The problem: Say only how many lines in the entries below contain the word "Fneg".

Stored data:
##########

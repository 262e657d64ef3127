//! Payload encoding for outbound messages and decoding of inbound deliveries.

use crate::envelope::MessageRecord;
use crate::error::{Error, Result};

/// MIME type advertised on published payloads.
pub const CONTENT_TYPE: &str = "application/json";

/// How an outbound message string was interpreted.
#[derive(Debug, Clone, PartialEq, Eq)]
pub enum Payload {
    /// The message parsed as a [`MessageRecord`] and was re-serialised.
    Record(MessageRecord),
    /// The message is sent verbatim.
    Text(String),
}

impl Payload {
    /// Interpret a message string.
    ///
    /// JSON objects that parse as a [`MessageRecord`] are kept as typed
    /// records so the published bytes are canonical. Anything else, including
    /// JSON arrays and `null`, is opaque text.
    pub fn parse(message: &str) -> Self {
        match MessageRecord::from_json(message) {
            Ok(record) => Payload::Record(record),
            Err(_) => Payload::Text(message.to_string()),
        }
    }

    /// Encode to the bytes put on the wire.
    pub fn encode(&self) -> Result<Vec<u8>> {
        match self {
            Payload::Record(record) => serde_json::to_vec(record).map_err(Error::from),
            Payload::Text(text) => Ok(text.as_bytes().to_vec()),
        }
    }

    pub fn is_record(&self) -> bool {
        matches!(self, Payload::Record(_))
    }
}

/// Encode a message string following the publish payload policy.
pub fn encode_message(message: &str) -> Result<Vec<u8>> {
    Payload::parse(message).encode()
}

/// Decode an inbound delivery body as text.
///
/// Returns `None` for bodies that are not valid UTF-8.
pub fn decode_text(body: &[u8]) -> Option<String> {
    std::str::from_utf8(body).ok().map(str::to_string)
}
#[tokio::test(flavor = "multi_thread", worker_threads = 2)]
async fn test_disconnect_stops_listeners() {
    let (bridge, broker) = bridge();
    assert_ok!(bridge.connect_client(&amqp()).await);
    assert_ok!(
        bridge
            .subscribe(&SubscribeConfig::new(Protocol::Exchange, "q"))
            .await
    );
    assert_eq!(bridge.stats().await.listeners, 1);

    assert_ok!(bridge.disconnect_client(Protocol::Exchange).await);
    assert_eq!(bridge.stats().await.listeners, 0);

    broker.inject("q", "stored");
    assert_eq!(broker.queue_depth("q"), 1);
}

// ============================================================================
// Configuration
// ============================================================================

#[test]
fn test_unknown_protocol_rejected() {
    let json = r#"{ "protocol": "kafka", "host": "h", "port": 9092 }"#;
    let err = serde_json::from_str::<ConnectionConfig>(json).unwrap_err();
    assert!(err.to_string().contains("Unsupported protocol"));
}

#[test]
fn test_invalid_options_rejected() {
    let broker = MemoryBroker::new();
    let result = Bridge::new(
        BridgeOptions::default().with_max_queue_size(0),
        broker.clone(),
        broker,
    );
    assert!(matches!(result, Err(BridgeError::Config(_))));
}
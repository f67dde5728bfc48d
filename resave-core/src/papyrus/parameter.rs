//! Opcode operands and the instruction stream of a suspended function.

use serde::Serialize;

use crate::cursor::{ByteCursor, ByteSink};
use crate::error::{FormatError, Result};
use crate::layout::{Element, Layout};
use crate::scalar::Real;

use super::context::ReadContext;
use super::strings::{StringTable, TString};
use super::value::Variable;

#[derive(Debug, Clone, PartialEq, Eq, Hash)]
pub enum Parameter {
    Null,
    Identifier(TString),
    Str(TString),
    Int(i32),
    Float(Real),
    Bool(u8),
    Variant(Box<Variable>),
    Struct(TString),
    Unknown(TString),
}

impl Parameter {
    pub fn read(
        c: &mut ByteCursor<'_>,
        ctx: &mut ReadContext<'_>,
    ) -> std::result::Result<Self, FormatError> {
        let tag = c.read_u8()?;
        Ok(match tag {
            0 => Parameter::Null,
            1 => Parameter::Identifier(ctx.read_tstring(c)?),
            2 => Parameter::Str(ctx.read_tstring(c)?),
            3 => Parameter::Int(c.read_i32()?),
            4 => Parameter::Float(Real(c.read_f32()?)),
            5 => Parameter::Bool(c.read_u8()?),
            6 => Parameter::Variant(Box::new(Variable::read(c, ctx)?)),
            7 => Parameter::Struct(ctx.read_tstring(c)?),
            8 => Parameter::Unknown(ctx.read_tstring(c)?),
            _ => {
                return Err(FormatError::IllegalTag {
                    kind: "parameter type",
                    tag: tag as u32,
                })
            }
        })
    }

    pub fn tag(&self) -> u8 {
        match self {
            Parameter::Null => 0,
            Parameter::Identifier(_) => 1,
            Parameter::Str(_) => 2,
            Parameter::Int(_) => 3,
            Parameter::Float(_) => 4,
            Parameter::Bool(_) => 5,
            Parameter::Variant(_) => 6,
            Parameter::Struct(_) => 7,
            Parameter::Unknown(_) => 8,
        }
    }

    pub fn render(&self, strings: &StringTable) -> String {
        match self {
            Parameter::Null => "none".to_string(),
            Parameter::Identifier(s) | Parameter::Struct(s) | Parameter::Unknown(s) => strings.text(*s),
            Parameter::Str(s) => format!("{:?}", strings.text(*s)),
            Parameter::Int(v) => v.to_string(),
            Parameter::Float(v) => v.to_string(),
            Parameter::Bool(v) => (*v != 0).to_string(),
            Parameter::Variant(v) => v.render(strings),
        }
    }
}

impl Element for Parameter {
    fn write(&self, out: &mut ByteSink, layout: &Layout) -> Result<()> {
        out.write_u8(self.tag());
        match self {
            Parameter::Null => {}
            Parameter::Identifier(s)
            | Parameter::Str(s)
            | Parameter::Struct(s)
            | Parameter::Unknown(s) => s.write(out, layout)?,
            Parameter::Int(v) => out.write_i32(*v),
            Parameter::Float(v) => out.write_f32(v.0),
            Parameter::Bool(v) => out.write_u8(*v),
            Parameter::Variant(v) => v.write(out, layout)?,
        }
        Ok(())
    }

    fn byte_size(&self, layout: &Layout) -> usize {
        1 + match self {
            Parameter::Null => 0,
            Parameter::Identifier(_)
            | Parameter::Str(_)
            | Parameter::Struct(_)
            | Parameter::Unknown(_) => layout.index_bytes(),
            Parameter::Int(_) | Parameter::Float(_) => 4,
            Parameter::Bool(_) => 1,
            Parameter::Variant(v) => v.byte_size(layout),
        }
    }
}

/// How many parameters follow an opcode.
#[derive(Debug, Clone, Copy, PartialEq, Eq)]
pub enum Arity {
    Fixed(usize),
    /// `n` fixed parameters, then an integer count parameter, then that many
    /// more.
    Varargs(usize),
}

#[derive(Debug, Clone, Copy, PartialEq, Eq, Hash, Serialize, strum::Display, strum::FromRepr)]
#[strum(serialize_all = "SCREAMING_SNAKE_CASE")]
#[repr(u8)]
pub enum Opcode {
    Nop = 0,
    Iadd,
    Fadd,
    Isub,
    Fsub,
    Imul,
    Fmul,
    Idiv,
    Fdiv,
    Imod,
    Not,
    Ineg,
    Fneg,
    Assign,
    Cast,
    CmpEq,
    CmpLt,
    CmpLe,
    CmpGt,
    CmpGe,
    Jmp,
    Jmpt,
    Jmpf,
    CallMethod,
    CallParent,
    CallStatic,
    Return,
    Strcat,
    PropGet,
    PropSet,
    ArrCreate,
    ArrLength,
    ArrGet,
    ArrSet,
    ArrFindElement,
    ArrRFindElement,
    Is,
    StructCreate,
    StructGet,
    StructSet,
    ArrFindStruct,
    ArrRFindStruct,
    ArrAdd,
    ArrInsert,
    ArrRemoveLast,
    ArrRemove,
    ArrClear,
}

impl Opcode {
    pub fn arity(self) -> Arity {
        use Opcode::*;
        match self {
            Nop => Arity::Fixed(0),
            Iadd | Fadd | Isub | Fsub | Imul | Fmul | Idiv | Fdiv | Imod => Arity::Fixed(3),
            Not | Ineg | Fneg | Assign | Cast => Arity::Fixed(2),
            CmpEq | CmpLt | CmpLe | CmpGt | CmpGe => Arity::Fixed(3),
            Jmp => Arity::Fixed(1),
            Jmpt | Jmpf => Arity::Fixed(2),
            CallMethod => Arity::Varargs(3),
            CallParent => Arity::Varargs(2),
            CallStatic => Arity::Varargs(3),
            Return => Arity::Fixed(1),
            Strcat | PropGet | PropSet => Arity::Fixed(3),
            ArrCreate | ArrLength => Arity::Fixed(2),
            ArrGet | ArrSet => Arity::Fixed(3),
            ArrFindElement | ArrRFindElement => Arity::Fixed(4),
            Is => Arity::Fixed(3),
            StructCreate => Arity::Fixed(1),
            StructGet | StructSet => Arity::Fixed(3),
            ArrFindStruct | ArrRFindStruct => Arity::Fixed(5),
            ArrAdd | ArrInsert => Arity::Fixed(3),
            ArrRemoveLast => Arity::Fixed(1),
            ArrRemove => Arity::Fixed(3),
            ArrClear => Arity::Fixed(1),
        }
    }
}

/// One decoded instruction.
#[derive(Debug, Clone, PartialEq, Eq, Hash)]
pub struct OpcodeData {
    pub opcode: Opcode,
    /// Every parameter in stream order, including the count parameter of a
    /// varargs opcode.
    pub params: Vec<Parameter>,
}

impl OpcodeData {
    pub fn read(
        c: &mut ByteCursor<'_>,
        ctx: &mut ReadContext<'_>,
    ) -> std::result::Result<Self, FormatError> {
        let code = c.read_u8()?;
        let opcode = Opcode::from_repr(code).ok_or(FormatError::IllegalTag {
            kind: "opcode",
            tag: code as u32,
        })?;

        let mut params = Vec::new();
        let (fixed, varargs) = match opcode.arity() {
            Arity::Fixed(n) => (n, false),
            Arity::Varargs(n) => (n, true),
        };
        for _ in 0..fixed {
            params.push(Parameter::read(c, ctx)?);
        }
        if varargs {
            let count = Parameter::read(c, ctx)?;
            let n = match count {
                Parameter::Int(n) if n >= 0 => n as usize,
                ref other => {
                    return Err(FormatError::Mismatch {
                        what: "varargs count parameter",
                        expected: "non-negative integer".to_string(),
                        found: format!("{:?}", other),
                    })
                }
            };
            params.push(count);
            for _ in 0..n {
                params.push(Parameter::read(c, ctx)?);
            }
        }
        Ok(Self { opcode, params })
    }

    pub fn render(&self, strings: &StringTable) -> String {
        let mut s = self.opcode.to_string();
        for p in &self.params {
            s.push(' ');
            s.push_str(&p.render(strings));
        }
        s
    }
}

impl Element for OpcodeData {
    fn write(&self, out: &mut ByteSink, layout: &Layout) -> Result<()> {
        out.write_u8(self.opcode as u8);
        self.params.write(out, layout)
    }

    fn byte_size(&self, layout: &Layout) -> usize {
        1 + self.params.byte_size(layout)
    }
}

#[cfg(test)]
mod tests {
    use super::*;
    use crate::diagnostics::Diagnostics;
    use crate::game::Game;
    use crate::registry::IdRegistry;
    use crate::wstring::WString;

    fn with_ctx<T>(f: impl FnOnce(&mut ReadContext<'_>) -> T) -> T {
        let mut strings = StringTable::new();
        strings.intern(WString::from("self"));
        strings.intern(WString::from("OnInit"));
        strings.intern(WString::from("::temp0"));
        let mut reg = IdRegistry::new(Game::SkyrimSe.eid_width());
        let mut diagnostics = Diagnostics::new();
        let mut ctx = ReadContext::new(Layout::new(Game::SkyrimSe), &strings, &mut reg, &mut diagnostics);
        f(&mut ctx)
    }

    #[test]
    fn opcode_table_matches_codes() {
        assert_eq!(Opcode::from_repr(0), Some(Opcode::Nop));
        assert_eq!(Opcode::from_repr(23), Some(Opcode::CallMethod));
        assert_eq!(Opcode::from_repr(35), Some(Opcode::ArrRFindElement));
        assert_eq!(Opcode::from_repr(46), Some(Opcode::ArrClear));
        assert_eq!(Opcode::from_repr(47), None);
        assert_eq!(Opcode::CallParent.arity(), Arity::Varargs(2));
        assert_eq!(Opcode::ArrFindStruct.arity(), Arity::Fixed(5));
        assert_eq!(Opcode::CmpEq.to_string(), "CMP_EQ");
    }

    #[test]
    fn fixed_arity_instruction() {
        // IADD ::temp0, int 1, int 2
        let bytes = hex::decode("01010200030100000003 02000000".replace(' ', "")).unwrap();
        let op = with_ctx(|ctx| OpcodeData::read(&mut ByteCursor::new(&bytes), ctx).unwrap());
        assert_eq!(op.opcode, Opcode::Iadd);
        assert_eq!(op.params.len(), 3);
        assert_eq!(op.params[1], Parameter::Int(1));

        let layout = Layout::new(Game::SkyrimSe);
        assert_eq!(op.byte_size(&layout), bytes.len());
        let mut out = ByteSink::new();
        op.write(&mut out, &layout).unwrap();
        assert_eq!(out.as_slice(), &bytes[..]);
    }

    #[test]
    fn varargs_instruction_reads_counted_tail() {
        // CALLMETHOD OnInit self ::temp0 [count 2] int 7 bool 1
        let bytes = hex::decode("17 010100 010000 010200 0302000000 0307000000 0501".replace(' ', "")).unwrap();
        let op = with_ctx(|ctx| OpcodeData::read(&mut ByteCursor::new(&bytes), ctx).unwrap());
        assert_eq!(op.opcode, Opcode::CallMethod);
        assert_eq!(op.params.len(), 6);
        assert_eq!(op.params[3], Parameter::Int(2));
        assert_eq!(op.params[5], Parameter::Bool(1));
        assert_eq!(op.byte_size(&Layout::new(Game::SkyrimSe)), bytes.len());
    }

    #[test]
    fn negative_varargs_count_is_rejected() {
        let bytes = hex::decode("18 010000 010100 03ffffffff".replace(' ', "")).unwrap();
        let err = with_ctx(|ctx| OpcodeData::read(&mut ByteCursor::new(&bytes), ctx).unwrap_err());
        assert!(matches!(err, FormatError::Mismatch { .. }));
    }

    #[test]
    fn illegal_parameter_tag() {
        let err = with_ctx(|ctx| Parameter::read(&mut ByteCursor::new(&[9]), ctx).unwrap_err());
        assert_eq!(
            err,
            FormatError::IllegalTag {
                kind: "parameter type",
                tag: 9
            }
        );
    }
}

##########

Response to this task: 2